I’ve had a strange relationship with burgundy foliage for the last five years. In 2010, I tried to buy a purple smoke bush (Cotinus coggygria) at my local Bunnings, only to be told, by a sixty-something man, that I would really struggle to find one anywhere, they were very unfashionable, after all. As the youngest person in the entire nursery, to say that I was indignant at having my taste challenged was a bit of an understatement.
But, secretly, it did make me stop and think. Were they really unfashionable? Why would that be? Both the foliage and flowers have quite unique, and I thought stunning, textures. Was it the colour?
It didn’t stop me long enough to prevent my stubbornness kicking in and make me determined to not only find a smoke bush, but to use it to create the most stunning composition in my new garden. But despite my best efforts at settling it into its new position, I never did really take to it.
And since then I have not been able to look at burgundy foliage through the same eyes. So when I visited a very burgundy garden in Melbourne recently, designed by Ros McCully, it was interesting to process my thoughts.
There were many aspects to this garden that I loved, both burgundy and non-burgundy.
I loved the subtle blend of Heuchera and Ajuga; the former picking out the burgundy tints of the Ajuga foliage. I also loved the Stachys growing with them; the foliage shapes, sizes and forms holding the composition together whilst the contrasting colours and textures provided a very pleasing effect. A perfect mix of covers for an area that needed very low planting.
I also had distinct Acer envy. Here in Sydney, Japanese maples don’t do well. They may look fabulous for their first few weeks in spring but very quickly the sandy soil and often strong coastal winds combine to burn their leaf margins.
The envy didn’t stop there. These hydrangea quercifolia were in immaculate condition. They will grow in Sydney – indeed they are native to the not dissimilar climate of Florida – although you don’t see them here very often. I suspect it is because they don’t look so good through winter – everyone in Sydney seems to want immaculate gardens for 12 months of the year. What a shame they miss out on so many great plants in so doing.
I also adored this cosy seating area at the back of the garden. A shady bench under a natural canopy of leaves, a stocked pond giving movement and life and complete privacy all around – a perfect little oasis.
And I loved the way this natural herb garden, behind the Stachys, blended into the garden; it was beautiful, connected to its surroundings and functional. It is rare to see edible plants so well integrated.
And you could just imagine the views from inside the house. So much more stimulating than the common single-species hedge which most plant along narrow passageways.
Some lovely photos, but I haven’t really answered the question of my thoughts on burgundy foliage today.

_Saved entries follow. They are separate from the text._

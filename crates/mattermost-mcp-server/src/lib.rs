//! MCP server for Mattermost.
//!
//! One session engine ([`McpSession`]) behind three transports:
//!
//! - [`StdioServer`]: newline-delimited JSON-RPC with a fixed personal access
//!   token, local access mode
//! - [`HttpServer`]: `/mcp` and legacy SSE with per-request OAuth bearer
//!   tokens, remote access mode
//! - [`InMemoryServer`]: channel pairs for hosts embedding the server,
//!   remote access mode
//!
//! # Example
//!
//! ```rust,ignore
//! use mattermost_mcp_server::{StdioServer, ToolServer};
//! use mattermost_mcp_tools::ToolRegistry;
//!
//! let server = ToolServer::new(ToolRegistry::with_catalog(false), provider);
//! StdioServer::new(Arc::new(server), token).run().await?;
//! ```

pub mod config;
pub mod error;
pub mod http;
pub mod memory;
pub mod metadata;
pub mod security;
pub mod session;
pub mod stdio;

pub use config::{HttpServerConfig, MCP_PATH, PROTECTED_RESOURCE_PATH};
pub use error::{ServerError, ServerResult};
pub use http::{create_router, HttpServer, HttpState};
pub use memory::{InMemoryServer, InMemoryTransport};
pub use metadata::{bearer_challenge, ProtectedResourceMetadata};
pub use security::{normalize_origin, OriginAllowList};
pub use session::{McpSession, ToolServer};
pub use stdio::{StdioServer, StdioState};
//! Minimal JSON-RPC 2.0 and MCP message types.
//!
//! Only the messages needed to wire authentication and tool dispatch are
//! modelled: `initialize`, `notifications/initialized`, `ping`, `tools/list`
//! and `tools/call`.

pub mod error;
pub mod protocol;
pub mod transport;

pub use error::{McpError, McpResult};
pub use protocol::*;
pub use transport::Transport;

This garden really did confirm that there genuinely is a place for every plant on the planet. It’s just that some work better than others in certain places and with some thought, a wider range can be used in each scenario.

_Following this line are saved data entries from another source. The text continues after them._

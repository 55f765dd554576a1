//! Error types for configuration and the Mattermost API contract.

use thiserror::Error;

/// Result type for configuration checks.
pub type ConfigResult<T> = Result<T, ConfigError>;

/// Configuration errors. All of them are fatal at startup.
#[derive(Debug, Error)]
pub enum ConfigError {
    /// No Mattermost server URL was given.
    #[error("server URL is required (use --server-url or MM_SERVER_URL)")]
    MissingServerUrl,

    /// No personal access token was given for a transport that needs one.
    #[error("access token is required for the {0} transport (use --token or MM_ACCESS_TOKEN)")]
    MissingToken(String),

    /// A URL could not be parsed.
    #[error("invalid {field}: {message}")]
    InvalidUrl { field: &'static str, message: String },

    /// Unknown transport name.
    #[error("invalid transport '{0}' (expected 'stdio' or 'http')")]
    InvalidTransport(String),

    /// Unknown access mode name.
    #[error("invalid access mode '{0}' (expected 'local' or 'remote')")]
    InvalidAccessMode(String),

    /// Binding to every interface without an externally reachable URL.
    #[error("refusing to bind to {0} without --site-url; set the externally reachable URL or bind to 127.0.0.1")]
    UnsafeBind(String),
}

/// Result type for Mattermost API calls.
pub type ApiResult<T> = Result<T, ApiError>;

/// Errors returned by a [`MattermostClient`](crate::MattermostClient).
#[derive(Debug, Error)]
pub enum ApiError {
    /// The server rejected the credentials.
    #[error("unauthorized: {0}")]
    Unauthorized(String),

    /// The requested entity does not exist or is not visible.
    #[error("not found: {0}")]
    NotFound(String),

    /// Any other non-success status.
    #[error("server returned {status}: {message}")]
    Status { status: u16, message: String },

    /// Transport-level failure.
    #[error("HTTP error: {0}")]
    Http(#[from] reqwest::Error),

    /// The response could not be understood.
    #[error("invalid response: {0}")]
    InvalidResponse(String),
}

impl ApiError {
    /// Whether the error means the credentials are no longer usable.
    pub fn is_unauthorized(&self) -> bool {
        matches!(self, ApiError::Unauthorized(_))
    }
}

#[cfg(test)]
mod tests {
    use super::*;

    #[test]
    fn test_config_error_display() {
        let errors = vec![
            (
                ConfigError::MissingServerUrl,
                "server URL is required (use --server-url or MM_SERVER_URL)",
            ),
            (
                ConfigError::InvalidTransport("grpc".to_string()),
                "invalid transport 'grpc' (expected 'stdio' or 'http')",
            ),
            (
                ConfigError::InvalidUrl {
                    field: "site URL",
                    message: "relative URL without a base".to_string(),
                },
                "invalid site URL: relative URL without a base",
            ),
        ];

        for (error, expected) in errors {
            assert_eq!(error.to_string(), expected);
        }
    }

    #[test]
    fn test_unsafe_bind_mentions_site_url() {
        let err = ConfigError::UnsafeBind("0.0.0.0".to_string());
        assert!(err.to_string().contains("--site-url"));
        assert!(err.to_string().contains("0.0.0.0"));
    }

    #[test]
    fn test_api_error_is_unauthorized() {
        assert!(ApiError::Unauthorized("expired".to_string()).is_unauthorized());
        assert!(!ApiError::NotFound("post".to_string()).is_unauthorized());
        assert!(!ApiError::Status {
            status: 500,
            message: "boom".to_string()
        }
        .is_unauthorized());
    }
}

My preference with burgundy is to go subtle. I love this little scene with the fresh, red Acer foliage and the similarly coloured Salvia to its right. Nothing is too dominant. Because most leaves are green, if burgundy foliage is suddenly introduced in too ‘blocky’ a way, it just screams at you. For me, I want to take in the whole garden, to feel absorbed in the entire entity, not feel overly distracted by a single, prominent plant. ‘Contrast without dominance’ is my mantra.
Whilst I adore the brickwork on this plinth, if I am being picky, for me the planting here is a little blocky. A little too obvious; the contrasts quite stark. The burgundy stone and Loropetalum tie together well; there are even tones of the Stachys in the stonework, but the green/yellow Liriope, for me, is one strong contrast too many for such a small area. Take one opposing colour away and the two remaining colours would be blissfully harmonious. I can see burgundy Loropetalum, burgundy-tinted Ajuga and grey Stachys looking absolutely stunning.

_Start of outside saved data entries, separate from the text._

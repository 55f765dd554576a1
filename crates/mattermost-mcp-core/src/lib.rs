//! Core types for mattermost-mcp.
//!
//! This crate holds everything the other workspace crates agree on:
//!
//! - [`AccessMode`] and [`TransportMode`], the two primitives that decide which
//!   tools and argument fields a caller may use
//! - [`Config`], the validated runtime configuration
//! - [`MattermostClient`], the contract of the Mattermost REST collaborator,
//!   together with its model types and a thin HTTP adapter ([`RestClient`])

pub mod access;
pub mod client;
pub mod config;
pub mod error;
pub mod model;
pub mod rest;

pub use access::{AccessMode, TransportMode};
pub use client::{ClientFactory, MattermostClient};
pub use config::Config;
pub use error::{ApiError, ApiResult, ConfigError, ConfigResult};
pub use model::{
    Channel, ChannelMember, ChannelType, FileInfo, NewChannel, NewPost, NewTeam, NewUser, Post,
    PostList, Team, TeamMember, User,
};
pub use rest::{RestClient, RestClientFactory};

I think flowers, with their transient nature, get away with much more contrast quite comfortably. I adore bursts of flowers of all colours, but somehow their green foliage always ties the different flowers together. It is more difficult to achieve this with highly contrasting foliage colours; you have to look very creatively to find connections to link it in with the rest of the garden. My usual preference is hence for its subtle use, rather than a formulaic, blocky use.
For me, repeater plants across a garden are best to recede, rather than act as the main attraction. Your mind subconsciously knows that some plants are repeated and hence the garden feels cohesive, but they don’t draw attention away from all that the garden has to offer. They are the foundations rather than the stars of the show.
Burgundy can certainly be repeated, but my preference is to see it in the context of a variety of burgundy species and forms, such as the Acer, that has blurred margins, and the Ajuga, which straddles green and burgundy, so that they mingle with other plants reducing the blocky, overpowering, repetitious feel.
But you know, there are no right or wrong answers in garden design. Just preferences and trends. And until my Bergenia look as healthy as the ones below and I stop being corrected by Bunnings staff twice my age about what is trendy, perhaps I should not be too vocal on such things! Subtle or (a tiny bit) blocky, there is no question that this is, indeed, a beautiful garden.